[Task statement]
Pull every line that includes the word "domain" out of the data below and copy it.

Dataset entries:
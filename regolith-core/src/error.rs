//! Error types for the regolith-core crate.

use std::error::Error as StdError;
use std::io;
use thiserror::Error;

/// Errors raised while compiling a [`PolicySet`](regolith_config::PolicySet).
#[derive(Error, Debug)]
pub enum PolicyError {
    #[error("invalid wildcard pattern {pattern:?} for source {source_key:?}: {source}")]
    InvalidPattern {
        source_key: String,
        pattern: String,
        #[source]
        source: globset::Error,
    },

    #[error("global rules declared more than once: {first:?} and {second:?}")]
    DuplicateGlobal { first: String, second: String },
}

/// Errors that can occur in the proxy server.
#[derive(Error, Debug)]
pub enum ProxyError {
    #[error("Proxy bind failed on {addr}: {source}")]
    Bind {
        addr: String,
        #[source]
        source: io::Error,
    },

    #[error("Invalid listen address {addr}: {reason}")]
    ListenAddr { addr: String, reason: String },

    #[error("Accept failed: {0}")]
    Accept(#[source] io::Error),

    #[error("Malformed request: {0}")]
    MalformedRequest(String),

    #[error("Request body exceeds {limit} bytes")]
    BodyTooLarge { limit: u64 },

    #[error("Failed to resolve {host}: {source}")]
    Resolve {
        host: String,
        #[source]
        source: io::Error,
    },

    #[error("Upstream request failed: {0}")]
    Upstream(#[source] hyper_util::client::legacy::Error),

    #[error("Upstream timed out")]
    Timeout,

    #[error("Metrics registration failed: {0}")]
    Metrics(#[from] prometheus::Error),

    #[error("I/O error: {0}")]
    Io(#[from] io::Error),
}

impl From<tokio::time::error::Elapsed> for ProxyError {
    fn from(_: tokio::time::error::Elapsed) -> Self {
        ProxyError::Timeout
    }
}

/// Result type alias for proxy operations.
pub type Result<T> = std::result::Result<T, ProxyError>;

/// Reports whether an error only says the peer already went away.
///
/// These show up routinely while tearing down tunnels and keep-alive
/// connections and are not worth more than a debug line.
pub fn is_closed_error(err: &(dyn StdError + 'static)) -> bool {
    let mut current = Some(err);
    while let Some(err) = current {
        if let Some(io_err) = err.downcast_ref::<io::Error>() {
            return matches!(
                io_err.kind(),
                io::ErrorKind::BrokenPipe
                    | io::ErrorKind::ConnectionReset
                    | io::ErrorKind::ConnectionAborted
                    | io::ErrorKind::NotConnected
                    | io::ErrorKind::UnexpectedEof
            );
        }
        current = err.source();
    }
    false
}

--

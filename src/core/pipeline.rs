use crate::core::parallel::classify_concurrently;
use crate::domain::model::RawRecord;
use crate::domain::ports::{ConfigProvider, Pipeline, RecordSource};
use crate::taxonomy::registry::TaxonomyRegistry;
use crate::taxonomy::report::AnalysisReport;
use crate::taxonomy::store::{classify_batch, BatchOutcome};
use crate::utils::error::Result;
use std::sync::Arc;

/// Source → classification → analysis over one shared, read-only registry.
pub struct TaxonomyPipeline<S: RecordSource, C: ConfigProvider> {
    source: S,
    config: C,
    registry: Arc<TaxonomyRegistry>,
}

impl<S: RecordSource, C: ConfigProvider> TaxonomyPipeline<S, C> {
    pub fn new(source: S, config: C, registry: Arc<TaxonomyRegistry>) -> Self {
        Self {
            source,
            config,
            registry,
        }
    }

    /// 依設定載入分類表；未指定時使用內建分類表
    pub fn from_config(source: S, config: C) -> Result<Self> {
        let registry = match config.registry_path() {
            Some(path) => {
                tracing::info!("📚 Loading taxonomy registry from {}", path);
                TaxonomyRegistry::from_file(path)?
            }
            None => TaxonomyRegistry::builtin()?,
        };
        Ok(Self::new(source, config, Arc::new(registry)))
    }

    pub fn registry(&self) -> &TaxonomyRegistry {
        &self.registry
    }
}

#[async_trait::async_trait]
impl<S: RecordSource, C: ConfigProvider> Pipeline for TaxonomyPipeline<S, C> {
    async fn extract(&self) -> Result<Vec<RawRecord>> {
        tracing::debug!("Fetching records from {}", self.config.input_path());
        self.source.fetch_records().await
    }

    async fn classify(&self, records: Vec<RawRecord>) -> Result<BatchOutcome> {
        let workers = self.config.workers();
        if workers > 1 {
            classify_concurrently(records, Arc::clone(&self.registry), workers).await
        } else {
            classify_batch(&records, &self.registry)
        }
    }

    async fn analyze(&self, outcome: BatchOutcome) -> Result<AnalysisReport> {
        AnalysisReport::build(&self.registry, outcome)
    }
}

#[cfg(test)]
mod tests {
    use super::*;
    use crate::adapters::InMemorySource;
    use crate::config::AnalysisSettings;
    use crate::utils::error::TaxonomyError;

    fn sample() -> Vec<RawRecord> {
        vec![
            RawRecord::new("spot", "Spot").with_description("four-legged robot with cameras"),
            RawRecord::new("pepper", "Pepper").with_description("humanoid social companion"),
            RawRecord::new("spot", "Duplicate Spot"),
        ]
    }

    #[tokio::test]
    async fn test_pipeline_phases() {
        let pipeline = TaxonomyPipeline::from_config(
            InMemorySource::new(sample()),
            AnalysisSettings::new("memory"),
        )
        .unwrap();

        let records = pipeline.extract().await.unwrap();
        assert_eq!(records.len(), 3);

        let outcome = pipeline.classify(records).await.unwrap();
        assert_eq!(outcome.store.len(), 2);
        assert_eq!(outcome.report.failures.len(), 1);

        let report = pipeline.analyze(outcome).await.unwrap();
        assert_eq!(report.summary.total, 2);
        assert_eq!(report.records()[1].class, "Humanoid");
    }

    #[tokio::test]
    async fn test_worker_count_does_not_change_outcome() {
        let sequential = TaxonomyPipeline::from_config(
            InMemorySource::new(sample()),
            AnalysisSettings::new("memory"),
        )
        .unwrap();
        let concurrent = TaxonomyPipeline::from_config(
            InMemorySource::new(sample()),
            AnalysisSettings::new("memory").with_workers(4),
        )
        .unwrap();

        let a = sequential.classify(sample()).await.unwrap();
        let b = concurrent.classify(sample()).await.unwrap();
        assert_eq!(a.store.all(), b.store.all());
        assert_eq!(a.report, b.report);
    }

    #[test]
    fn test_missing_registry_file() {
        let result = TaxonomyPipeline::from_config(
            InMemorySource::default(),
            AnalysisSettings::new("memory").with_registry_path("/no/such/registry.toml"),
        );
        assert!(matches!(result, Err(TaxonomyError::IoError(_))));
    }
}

--

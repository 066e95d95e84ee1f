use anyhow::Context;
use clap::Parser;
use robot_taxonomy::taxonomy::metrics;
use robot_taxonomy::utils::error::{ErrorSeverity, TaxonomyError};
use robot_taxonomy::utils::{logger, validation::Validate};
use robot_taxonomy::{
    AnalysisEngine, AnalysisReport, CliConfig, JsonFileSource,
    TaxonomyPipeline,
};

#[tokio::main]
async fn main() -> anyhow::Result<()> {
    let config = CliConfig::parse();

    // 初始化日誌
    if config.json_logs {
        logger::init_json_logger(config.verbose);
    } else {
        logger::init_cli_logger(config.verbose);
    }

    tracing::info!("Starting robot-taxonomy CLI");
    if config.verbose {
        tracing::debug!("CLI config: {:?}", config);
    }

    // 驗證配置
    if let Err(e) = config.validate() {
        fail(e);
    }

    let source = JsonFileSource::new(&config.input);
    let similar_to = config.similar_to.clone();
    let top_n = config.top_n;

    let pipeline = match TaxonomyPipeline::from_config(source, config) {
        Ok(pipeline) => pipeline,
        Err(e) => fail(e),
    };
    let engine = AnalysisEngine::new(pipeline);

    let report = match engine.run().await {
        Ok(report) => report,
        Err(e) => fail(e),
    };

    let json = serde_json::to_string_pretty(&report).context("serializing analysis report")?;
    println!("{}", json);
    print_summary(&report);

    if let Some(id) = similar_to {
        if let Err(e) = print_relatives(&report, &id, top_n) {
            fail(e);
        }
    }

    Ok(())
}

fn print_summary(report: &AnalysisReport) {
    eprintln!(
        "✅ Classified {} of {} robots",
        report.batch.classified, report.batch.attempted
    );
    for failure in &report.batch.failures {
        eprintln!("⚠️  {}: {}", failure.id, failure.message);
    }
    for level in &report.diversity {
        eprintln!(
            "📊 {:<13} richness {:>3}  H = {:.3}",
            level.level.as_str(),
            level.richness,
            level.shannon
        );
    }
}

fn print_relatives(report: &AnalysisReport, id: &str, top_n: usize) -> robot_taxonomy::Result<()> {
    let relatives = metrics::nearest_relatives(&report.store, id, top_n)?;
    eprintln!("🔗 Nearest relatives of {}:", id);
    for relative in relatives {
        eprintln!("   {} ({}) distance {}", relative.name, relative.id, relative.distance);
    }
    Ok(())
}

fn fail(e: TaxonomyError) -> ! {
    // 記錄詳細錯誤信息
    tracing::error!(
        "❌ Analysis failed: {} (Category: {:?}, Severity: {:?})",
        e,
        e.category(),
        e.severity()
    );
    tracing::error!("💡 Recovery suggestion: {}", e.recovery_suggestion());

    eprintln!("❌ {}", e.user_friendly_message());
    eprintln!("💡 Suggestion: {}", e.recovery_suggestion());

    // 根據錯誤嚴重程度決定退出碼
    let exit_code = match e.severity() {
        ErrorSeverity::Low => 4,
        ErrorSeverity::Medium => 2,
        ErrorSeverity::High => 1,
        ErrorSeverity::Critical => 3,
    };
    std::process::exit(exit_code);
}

[Solution]
use crate::domain::model::RawRecord;
use crate::domain::ports::{ConfigProvider, Pipeline, RecordSource};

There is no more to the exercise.